# Stable mate for little buck..... Help.?



## NuMosaFarms (Mar 26, 2012)

Hi folks,

Last week I made a post about the two new little 8 week old Nigerian bucks we were going to be getting in about another week. Unfortunately, due to a misunderstanding of words we will only be getting one. Our thought had been to keep one as a buck, and then keep the other as a weather to be his stable mate. Now that only the one buck is available, this means I don't have a companion to keep with him. Of course we all know goats aren't suppose to be alone.

What I am wondering, is if I put up a temporary enclosure that is actually attached to the enclosure my two little doe's are in, would that give my new little buck enough comfort to keep him happy for a few weeks or maybe up to about a month while I find a suitable stable mate for him. I know that's not the same as having another goat physically in the pen with him, but with only chain link separating them they could still get close....without UNWANTED breeding...lol. 
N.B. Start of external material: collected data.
//! Broadcaster orchestrator - wires capture, publisher and endpoints together.
//!
//! Lifecycle: bind endpoints, start the source with the publisher as its
//! callback, wait for a stop condition, stop the source. Stopping the source
//! joins its thread, which drops the publisher and closes the endpoints
//! after the last write.

use std::future::Future;
use std::sync::Arc;
use std::time::{Duration, Instant};

use capture::SyntheticCamera;
use contracts::{BroadcasterBlueprint, FrameSource};
use observability::ThroughputAggregator;
use publisher::{
    FramePublisher, MetadataAnnotator, MetricsSnapshot, PublisherMetrics, SocketGroup,
    SocketGroupConfig, SubscriberProbe, TcpPubSocket,
};
use tracing::{info, instrument, warn};

use super::{BroadcastStats, HostIdentity, StopReason};
use crate::error::{CliError, Result};

/// How often the host loop checks whether the source is still running
const SOURCE_POLL_INTERVAL: Duration = Duration::from_millis(50);

/// Broadcaster configuration
#[derive(Debug, Clone)]
pub struct BroadcasterConfig {
    /// Validated configuration (CLI overrides applied)
    pub blueprint: BroadcasterBlueprint,

    /// Stop after this many captured frames (None = unlimited)
    pub max_frames: Option<u64>,

    /// Stop after this long (None = no timeout)
    pub timeout: Option<Duration>,

    /// Metrics server port (None = disabled)
    pub metrics_port: Option<u16>,

    /// Period of throughput reports
    pub report_interval: Duration,
}

/// Main broadcaster host loop
pub struct Broadcaster {
    config: BroadcasterConfig,
}

impl Broadcaster {
    pub fn new(config: BroadcasterConfig) -> Self {
        Self { config }
    }

    /// Run until `shutdown` resolves, the timeout elapses or the source stops
    #[instrument(name = "broadcaster_run", skip_all, fields(topic = %self.config.blueprint.publisher.topic))]
    pub async fn run(self, shutdown: impl Future<Output = ()>) -> Result<BroadcastStats> {
        let start_time = Instant::now();
        let blueprint = &self.config.blueprint;

        if let Some(port) = self.config.metrics_port {
            observability::init_metrics_only(port)?;
        }

        let host = HostIdentity::resolve().await;
        info!(
            hostname = %host.hostname,
            local_ip = ?host.local_ip,
            "Host identity resolved"
        );

        let settings = blueprint.camera.settings_for_host(&host.hostname);
        info!(
            framerate = settings.framerate,
            width = settings.frame_width,
            height = settings.frame_height,
            rotation = settings.rotation,
            vflip = settings.vflip,
            hflip = settings.hflip,
            "Camera configured"
        );

        let mut camera = SyntheticCamera::new("synthetic", settings);
        if let Some(max) = self.config.max_frames {
            camera = camera.with_max_frames(max);
        }

        // Endpoints are bound before capture starts
        let group =
            SocketGroup::<TcpPubSocket>::bind(&SocketGroupConfig::from(&blueprint.publisher))
                .await?;
        let endpoints = group.local_addrs();
        let probe = group.probe();
        info!(
            topic = %blueprint.publisher.topic,
            endpoints = ?endpoints,
            "Publish endpoints bound"
        );

        let metrics = Arc::new(PublisherMetrics::new());
        let mut builder = FramePublisher::builder(blueprint.publisher.topic.clone(), group)
            .drop_every_nth(blueprint.debug.drop_nth_frame)
            .hostname(host.hostname.clone())
            .metrics(Arc::clone(&metrics));

        if blueprint.camera.annotate_metadata {
            match camera.annotation_target() {
                Some(target) => {
                    builder = builder.annotator(MetadataAnnotator::new(host.hostname.clone(), target));
                }
                None => warn!(source = camera.name(), "Source does not support annotations"),
            }
        }

        if blueprint.debug.drop_nth_frame > 0 {
            warn!(
                drop_nth_frame = blueprint.debug.drop_nth_frame,
                "Debug frame drop enabled"
            );
        }

        camera
            .start(builder.build().into_callback())
            .map_err(CliError::Source)?;
        info!(source = camera.name(), "Capture started");

        let mut throughput = ThroughputAggregator::new();
        let mut window = ReportWindow::new(metrics.snapshot());
        let stop_reason = self
            .wait_for_stop(&camera, &metrics, &probe, &mut window, &mut throughput, shutdown)
            .await;

        info!(reason = ?stop_reason, "Stopping capture...");
        tokio::task::spawn_blocking(move || camera.stop())
            .await
            .map_err(|e| CliError::shutdown(format!("capture thread join failed: {e}")))?;

        let final_snapshot = metrics.snapshot();
        window.close(final_snapshot, probe.subscribers(), &mut throughput);

        let stats = BroadcastStats {
            hostname: host.hostname,
            endpoints,
            stop_reason,
            duration: start_time.elapsed(),
            publisher: final_snapshot,
            lagged_messages: probe.lagged_messages(),
            throughput,
        };

        info!(
            frames_published = stats.publisher.frames_published,
            frames_filtered = stats.publisher.frames_filtered,
            duration_secs = stats.duration.as_secs_f64(),
            fps = format!("{:.2}", stats.fps()),
            "Broadcaster shutdown complete"
        );

        Ok(stats)
    }

    async fn wait_for_stop(
        &self,
        camera: &SyntheticCamera,
        metrics: &PublisherMetrics,
        probe: &SubscriberProbe,
        window: &mut ReportWindow,
        throughput: &mut ThroughputAggregator,
        shutdown: impl Future<Output = ()>,
    ) -> StopReason {
        let timeout = self.config.timeout;
        let deadline = async move {
            match timeout {
                Some(timeout) => tokio::time::sleep(timeout).await,
                None => std::future::pending::<()>().await,
            }
        };
        tokio::pin!(shutdown);
        tokio::pin!(deadline);

        let mut poll = tokio::time::interval(SOURCE_POLL_INTERVAL);

        loop {
            tokio::select! {
                _ = &mut shutdown => {
                    warn!("Received shutdown signal");
                    return StopReason::Signal;
                }
                _ = &mut deadline => {
                    info!(timeout_secs = timeout.unwrap_or_default().as_secs(), "Timeout reached");
                    return StopReason::Timeout;
                }
                _ = poll.tick() => {
                    if window.started.elapsed() >= self.config.report_interval {
                        window.close(metrics.snapshot(), probe.subscribers(), throughput);
                    }
                    if !camera.is_running() {
                        info!(frames = metrics.frames_received(), "Source finished");
                        return StopReason::SourceFinished;
                    }
                }
            }
        }
    }
}

/// Counters at the start of the current report window
struct ReportWindow {
    started: Instant,
    baseline: MetricsSnapshot,
}

impl ReportWindow {
    fn new(baseline: MetricsSnapshot) -> Self {
        Self {
            started: Instant::now(),
            baseline,
        }
    }

    /// Log the window, feed it to the aggregator and start the next one
    fn close(
        &mut self,
        snapshot: MetricsSnapshot,
        subscribers: usize,
        throughput: &mut ThroughputAggregator,
    ) {
        let elapsed = self.started.elapsed();
        let frames = snapshot.frames_published - self.baseline.frames_published;
        let bytes = snapshot.bytes_published - self.baseline.bytes_published;
        let filtered = snapshot.frames_filtered - self.baseline.frames_filtered;

        throughput.push_window(frames, bytes, subscribers, elapsed);

        let secs = elapsed.as_secs_f64();
        if secs > 0.0 {
            info!(
                frames,
                filtered,
                subscribers,
                fps = format!("{:.2}", frames as f64 / secs),
                last_frame_index = snapshot.last_frame_index,
                "Throughput"
            );
        }

        self.started = Instant::now();
        self.baseline = snapshot;
    }
}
I really don't want to pass up this gorgeous little buck, but I don't want to stress him out by keeping him alone either. Anyone have any suggestions? If I do put him in a enclosure attached to my little doe's, I will immediately start looking for a young weather to be his companion.

Thanks,
BJ & Debbie


----------



## liz (Oct 5, 2007)

As long as he can see them, even touching noses is a comfort to a little goat....as far as a through the fence breeding, I had that happen with a 4 month old doe and 6 month old buck, all turned out well thank goodness but at just a couple months old, your new little guy will be more involved with getting used to his new home and hopefully you'll have a buddy for him before he gets comfortable enough to want whats on the other side of that fence. Anythings possible with goats but I think with attentiveness from you, you'll know when he's mature enough to be persistant.


----------



## KW Farms (Jun 21, 2008)

Yes, he should be fine. As long as he can interact with the does through the fence...he should be ok. Just start browsing for a companion for him...in the meantime...sharing a fenceline with the other goats should keep him content.


----------



## nubians2 (Feb 20, 2011)

Congrats on the new boy. He should be very happy having the girls right next door!


----------



## ~Rose~ (Feb 24, 2012)

I know this sounds funny but for a time I only had one goat his name was Jeep, I got 3 chickens to keep him company, it worked well.


----------



## toth boer goats (Jul 20, 2008)

I agree with the others.... :thumb: :hi5:


----------



## MAW (Oct 13, 2011)

Yep, it doesn't have to be another goat. My first Niggie was a 4H project for our grandaughter, I set her up in a stall in my cow barn with a run going outside. That little goat never stressed. When my Jersey was inside the barn,so was she, and when she would go out the goat would go out in her run too. I also have a yearling hiefer who has attached herself to my buck herd. I didn't realize it until last week when I had to bring my bucks in to thier pen and close it up, the hiefer layed at thier pen entrance all day until I turned them back out, off they went to the woods together


----------